WHAT TO DO: What is needed here is every entry, retyped exactly.

+++ GIVEN INFORMATION +++

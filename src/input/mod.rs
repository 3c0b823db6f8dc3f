//! Input adapters: the command line, and the window event loop behind the
//! `gui` feature.

pub mod cli;
#[cfg(feature = "gui")]
pub mod gui;
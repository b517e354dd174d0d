//! Clipboard integration for selection clicks.

/// Receives the id of a freshly selected element.
///
/// Hosts without a system clipboard (tests, servers) plug in [`NoClipboard`];
/// desktop hosts enable the `clipboard` feature and use [`SystemClipboard`].
pub trait ClipboardSink {
    fn copy_text(&mut self, text: &str);
}

/// Discards everything. The engine's default sink.
#[derive(Debug, Clone, Copy, Default)]
pub struct NoClipboard;

impl ClipboardSink for NoClipboard {
    fn copy_text(&mut self, _text: &str) {}
}

/// System clipboard via `arboard`. Failures are logged, never fatal: a
/// missing clipboard daemon must not break selection.
#[cfg(feature = "clipboard")]
#[derive(Debug, Clone, Copy, Default)]
pub struct SystemClipboard;

#[cfg(feature = "clipboard")]
impl ClipboardSink for SystemClipboard {
    fn copy_text(&mut self, text: &str) {
        match arboard::Clipboard::new() {
            Ok(mut clipboard) => {
                if let Err(err) = clipboard.set_text(text) {
                    log::warn!("failed to copy to clipboard: {err}");
                }
            }
            Err(err) => log::warn!("clipboard unavailable: {err}"),
        }
    }
}
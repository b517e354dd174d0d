//! Optional human-readable trace of the most recent event.

/// Text region mirroring the last interaction. Purely observational; when
/// disabled the text is blank and nothing is retained.
#[derive(Debug, Clone, Default)]
pub struct DebugTrace {
    enabled: bool,
    last: String,
}

impl DebugTrace {
    pub fn set_enabled(&mut self, enabled: bool) {
        self.enabled = enabled;
        if !enabled {
            self.last.clear();
        }
    }

    pub fn record(&mut self, message: String) {
        if self.enabled {
            self.last = message;
        }
    }

    pub fn text(&self) -> &str {
        &self.last
    }
}
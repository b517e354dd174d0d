//! Transform-list parsing and serialization.
//!
//! Only the subset the engine needs is interpreted: the draggable contract
//! reads and rewrites the leading translate entry of a `transform`
//! attribute. Everything else passes through untouched.

/// A single entry in a `transform` attribute.
#[derive(Debug, Clone, PartialEq)]
pub enum Transform {
    /// `translate(x [y])`; a missing y defaults to 0.
    Translate(f64, f64),
    /// `scale(x [y])`; a missing y mirrors x.
    Scale(f64, f64),
    /// `rotate(deg)` with a single argument.
    Rotate(f64),
    /// Any function this crate does not interpret, kept verbatim.
    Raw(String, Vec<f64>),
}

/// An ordered list of transform entries.
#[derive(Debug, Clone, PartialEq, Default)]
pub struct TransformList(pub Vec<Transform>);

impl TransformList {
    /// Parse a `transform` attribute value. Unrecognized functions are kept
    /// as raw entries so rewriting the list never drops information.
    pub fn parse(value: &str) -> Self {
        let mut entries = Vec::new();
        for segment in value.split(')') {
            let segment = segment.trim();
            if segment.is_empty() {
                continue;
            }
            let Some((name, args)) = segment.split_once('(') else {
                continue;
            };
            let name = name.trim();
            let args: Vec<f64> = args
                .split(|c: char| c.is_whitespace() || c == ',')
                .filter(|s| !s.is_empty())
                .filter_map(|s| s.parse().ok())
                .collect();
            let entry = match (name, args.as_slice()) {
                ("translate", [x]) => Transform::Translate(*x, 0.0),
                ("translate", [x, y]) => Transform::Translate(*x, *y),
                ("scale", [x]) => Transform::Scale(*x, *x),
                ("scale", [x, y]) => Transform::Scale(*x, *y),
                ("rotate", [deg]) => Transform::Rotate(*deg),
                _ => Transform::Raw(name.to_string(), args),
            };
            entries.push(entry);
        }
        Self(entries)
    }

    /// Serialize back to attribute syntax.
    pub fn to_attribute(&self) -> String {
        let mut out = String::new();
        for entry in &self.0 {
            if !out.is_empty() {
                out.push(' ');
            }
            match entry {
                Transform::Translate(x, y) => out.push_str(&format!("translate({x} {y})")),
                Transform::Scale(x, y) => out.push_str(&format!("scale({x} {y})")),
                Transform::Rotate(deg) => out.push_str(&format!("rotate({deg})")),
                Transform::Raw(name, args) => {
                    let args = args
                        .iter()
                        .map(f64::to_string)
                        .collect::<Vec<_>>()
                        .join(" ");
                    out.push_str(&format!("{name}({args})"));
                }
            }
        }
        out
    }

    /// The leading translate entry, if the list starts with one.
    pub fn leading_translate(&self) -> Option<(f64, f64)> {
        match self.0.first() {
            Some(Transform::Translate(x, y)) => Some((*x, *y)),
            _ => None,
        }
    }

    /// Rewrite the leading translate entry. Returns false (leaving the list
    /// untouched) when the first entry is not a translate.
    pub fn set_leading_translate(&mut self, x: f64, y: f64) -> bool {
        match self.0.first_mut() {
            Some(Transform::Translate(tx, ty)) => {
                *tx = x;
                *ty = y;
                true
            }
            _ => false,
        }
    }
}
//! Selection tracking and highlight painting over selectable elements.

use crate::events::ClickKind;
use inlay_svg::{Document, NodeId};

/// Class token marking elements eligible for selection and hover.
pub const SELECTABLE_CLASS: &str = "selectableObject";

/// Tracks the selected element id and keeps fills consistent with it.
#[derive(Debug, Clone)]
pub struct SelectionTracker {
    /// Id of the currently selected element.
    pub selected_id: Option<String>,
    /// How the last selection click was made.
    pub click_kind: Option<ClickKind>,
    use_fill: bool,
    fill_normal: String,
    fill_selected: String,
}

impl Default for SelectionTracker {
    fn default() -> Self {
        Self::new()
    }
}

impl SelectionTracker {
    pub fn new() -> Self {
        Self {
            selected_id: None,
            click_kind: None,
            use_fill: false,
            fill_normal: crate::config::DEFAULT_FILL.to_string(),
            fill_selected: crate::config::DEFAULT_FILL_SELECTED.to_string(),
        }
    }

    /// Refresh fill configuration from the host's update cycle.
    pub fn configure(&mut self, use_fill: bool, fill_normal: &str, fill_selected: &str) {
        self.use_fill = use_fill;
        self.fill_normal = fill_normal.to_string();
        self.fill_selected = fill_selected.to_string();
    }

    /// Paint every selectable element: the selected one gets the selected
    /// fill, all others the normal fill. No-op unless fills are enabled.
    pub fn apply_fills(&self, doc: &mut Document) {
        if !self.use_fill {
            return;
        }
        for node in doc.elements_with_class(SELECTABLE_CLASS) {
            let selected = match (&self.selected_id, doc.element_id(node)) {
                (Some(selected_id), Some(id)) => selected_id == id,
                _ => false,
            };
            let fill = if selected {
                self.fill_selected.clone()
            } else {
                self.fill_normal.clone()
            };
            doc.set_attribute(node, "fill", &fill);
        }
    }

    /// Record a click on a selectable element and return its id.
    ///
    /// Only single clicks repaint fills; double and right clicks change the
    /// reported id and kind without touching highlights. Elements without
    /// an id are skipped silently.
    pub fn click(&mut self, doc: &mut Document, node: NodeId, kind: ClickKind) -> Option<String> {
        let id = doc.element_id(node)?.to_string();
        self.selected_id = Some(id.clone());
        self.click_kind = Some(kind);
        if kind == ClickKind::Single {
            self.apply_fills(doc);
        }
        Some(id)
    }
}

+++

ANSWER BOX:
filename src/input/mod.rs
repository 3c0b823db6f8dc3f
//! Input adapters: the command line, and the window event loop behind the
//! `gui` feature.

pub mod cli;
#[cfg(feature = "gui")]
pub mod gui;
repository b517e354dd174d0d
//! Clipboard integration for selection clicks.

/// Receives the id of a freshly selected element.
///
/// Hosts without a system clipboard (tests, servers) plug in [`NoClipboard`];
/// desktop hosts enable the `clipboard` feature and use [`SystemClipboard`].
pub trait ClipboardSink {
    fn copy_text(&mut self, text: &str);
}

/// Discards everything. The engine's default sink.
#[derive(Debug, Clone, Copy, Default)]
pub struct NoClipboard;

impl ClipboardSink for NoClipboard {
    fn copy_text(&mut self, _text: &str) {}
}

/// System clipboard via `arboard`. Failures are logged, never fatal: a
/// missing clipboard daemon must not break selection.
#[cfg(feature = "clipboard")]
#[derive(Debug, Clone, Copy, Default)]
pub struct SystemClipboard;

#[cfg(feature = "clipboard")]
impl ClipboardSink for SystemClipboard {
    fn copy_text(&mut self, text: &str) {
        match arboard::Clipboard::new() {
            Ok(mut clipboard) => {
                if let Err(err) = clipboard.set_text(text) {
                    log::warn!("failed to copy to clipboard: {err}");
                }
            }
            Err(err) => log::warn!("clipboard unavailable: {err}"),
        }
    }
}
repository b517e354dd174d0d
//! Optional human-readable trace of the most recent event.

/// Text region mirroring the last interaction. Purely observational; when
/// disabled the text is blank and nothing is retained.
#[derive(Debug, Clone, Default)]
pub struct DebugTrace {
    enabled: bool,
    last: String,
}

impl DebugTrace {
    pub fn set_enabled(&mut self, enabled: bool) {
        self.enabled = enabled;
        if !enabled {
            self.last.clear();
        }
    }

    pub fn record(&mut self, message: String) {
        if self.enabled {
            self.last = message;
        }
    }

    pub fn text(&self) -> &str {
        &self.last
    }
}
repository b517e354dd174d0d
//! Transform-list parsing and serialization.
//!
//! Only the subset the engine needs is interpreted: the draggable contract
//! reads and rewrites the leading translate entry of a `transform`
//! attribute. Everything else passes through untouched.

/// A single entry in a `transform` attribute.
#[derive(Debug, Clone, PartialEq)]
pub enum Transform {
    /// `translate(x [y])`; a missing y defaults to 0.
    Translate(f64, f64),
    /// `scale(x [y])`; a missing y mirrors x.
    Scale(f64, f64),
    /// `rotate(deg)` with a single argument.
    Rotate(f64),
    /// Any function this crate does not interpret, kept verbatim.
    Raw(String, Vec<f64>),
}

/// An ordered list of transform entries.
#[derive(Debug, Clone, PartialEq, Default)]
pub struct TransformList(pub Vec<Transform>);

impl TransformList {
    /// Parse a `transform` attribute value. Unrecognized functions are kept
    /// as raw entries so rewriting the list never drops information.
    pub fn parse(value: &str) -> Self {
        let mut entries = Vec::new();
        for segment in value.split(')') {
            let segment = segment.trim();
            if segment.is_empty() {
                continue;
            }
            let Some((name, args)) = segment.split_once('(') else {
                continue;
            };
            let name = name.trim();
            let args: Vec<f64> = args
                .split(|c: char| c.is_whitespace() || c == ',')
                .filter(|s| !s.is_empty())
                .filter_map(|s| s.parse().ok())
                .collect();
            let entry = match (name, args.as_slice()) {
                ("translate", [x]) => Transform::Translate(*x, 0.0),
                ("translate", [x, y]) => Transform::Translate(*x, *y),
                ("scale", [x]) => Transform::Scale(*x, *x),
                ("scale", [x, y]) => Transform::Scale(*x, *y),
                ("rotate", [deg]) => Transform::Rotate(*deg),
                _ => Transform::Raw(name.to_string(), args),
            };
            entries.push(entry);
        }
        Self(entries)
    }

    /// Serialize back to attribute syntax.
    pub fn to_attribute(&self) -> String {
        let mut out = String::new();
        for entry in &self.0 {
            if !out.is_empty() {
                out.push(' ');
            }
            match entry {
                Transform::Translate(x, y) => out.push_str(&format!("translate({x} {y})")),
                Transform::Scale(x, y) => out.push_str(&format!("scale({x} {y})")),
                Transform::Rotate(deg) => out.push_str(&format!("rotate({deg})")),
                Transform::Raw(name, args) => {
                    let args = args
                        .iter()
                        .map(f64::to_string)
                        .collect::<Vec<_>>()
                        .join(" ");
                    out.push_str(&format!("{name}({args})"));
                }
            }
        }
        out
    }

    /// The leading translate entry, if the list starts with one.
    pub fn leading_translate(&self) -> Option<(f64, f64)> {
        match self.0.first() {
            Some(Transform::Translate(x, y)) => Some((*x, *y)),
            _ => None,
        }
    }

    /// Rewrite the leading translate entry. Returns false (leaving the list
    /// untouched) when the first entry is not a translate.
    pub fn set_leading_translate(&mut self, x: f64, y: f64) -> bool {
        match self.0.first_mut() {
            Some(Transform::Translate(tx, ty)) => {
                *tx = x;
                *ty = y;
                true
            }
            _ => false,
        }
    }
}
//! Selection tracking and highlight painting over selectable elements.

use crate::events::ClickKind;
use inlay_svg::{Document, NodeId};

/// Class token marking elements eligible for selection and hover.
pub const SELECTABLE_CLASS: &str = "selectableObject";

/// Tracks the selected element id and keeps fills consistent with it.
#[derive(Debug, Clone)]
pub struct SelectionTracker {
    /// Id of the currently selected element.
    pub selected_id: Option<String>,
    /// How the last selection click was made.
    pub click_kind: Option<ClickKind>,
    use_fill: bool,
    fill_normal: String,
    fill_selected: String,
}

impl Default for SelectionTracker {
    fn default() -> Self {
        Self::new()
    }
}

impl SelectionTracker {
    pub fn new() -> Self {
        Self {
            selected_id: None,
            click_kind: None,
            use_fill: false,
            fill_normal: crate::config::DEFAULT_FILL.to_string(),
            fill_selected: crate::config::DEFAULT_FILL_SELECTED.to_string(),
        }
    }

    /// Refresh fill configuration from the host's update cycle.
    pub fn configure(&mut self, use_fill: bool, fill_normal: &str, fill_selected: &str) {
        self.use_fill = use_fill;
        self.fill_normal = fill_normal.to_string();
        self.fill_selected = fill_selected.to_string();
    }

    /// Paint every selectable element: the selected one gets the selected
    /// fill, all others the normal fill. No-op unless fills are enabled.
    pub fn apply_fills(&self, doc: &mut Document) {
        if !self.use_fill {
            return;
        }
        for node in doc.elements_with_class(SELECTABLE_CLASS) {
            let selected = match (&self.selected_id, doc.element_id(node)) {
                (Some(selected_id), Some(id)) => selected_id == id,
                _ => false,
            };
            let fill = if selected {
                self.fill_selected.clone()
            } else {
                self.fill_normal.clone()
            };
            doc.set_attribute(node, "fill", &fill);
        }
    }

    /// Record a click on a selectable element and return its id.
    ///
    /// Only single clicks repaint fills; double and right clicks change the
    /// reported id and kind without touching highlights. Elements without
    /// an id are skipped silently.
    pub fn click(&mut self, doc: &mut Document, node: NodeId, kind: ClickKind) -> Option<String> {
        let id = doc.element_id(node)?.to_string();
        self.selected_id = Some(id.clone());
        self.click_kind = Some(kind);
        if kind == ClickKind::Single {
            self.apply_fills(doc);
        }
        Some(id)
    }
}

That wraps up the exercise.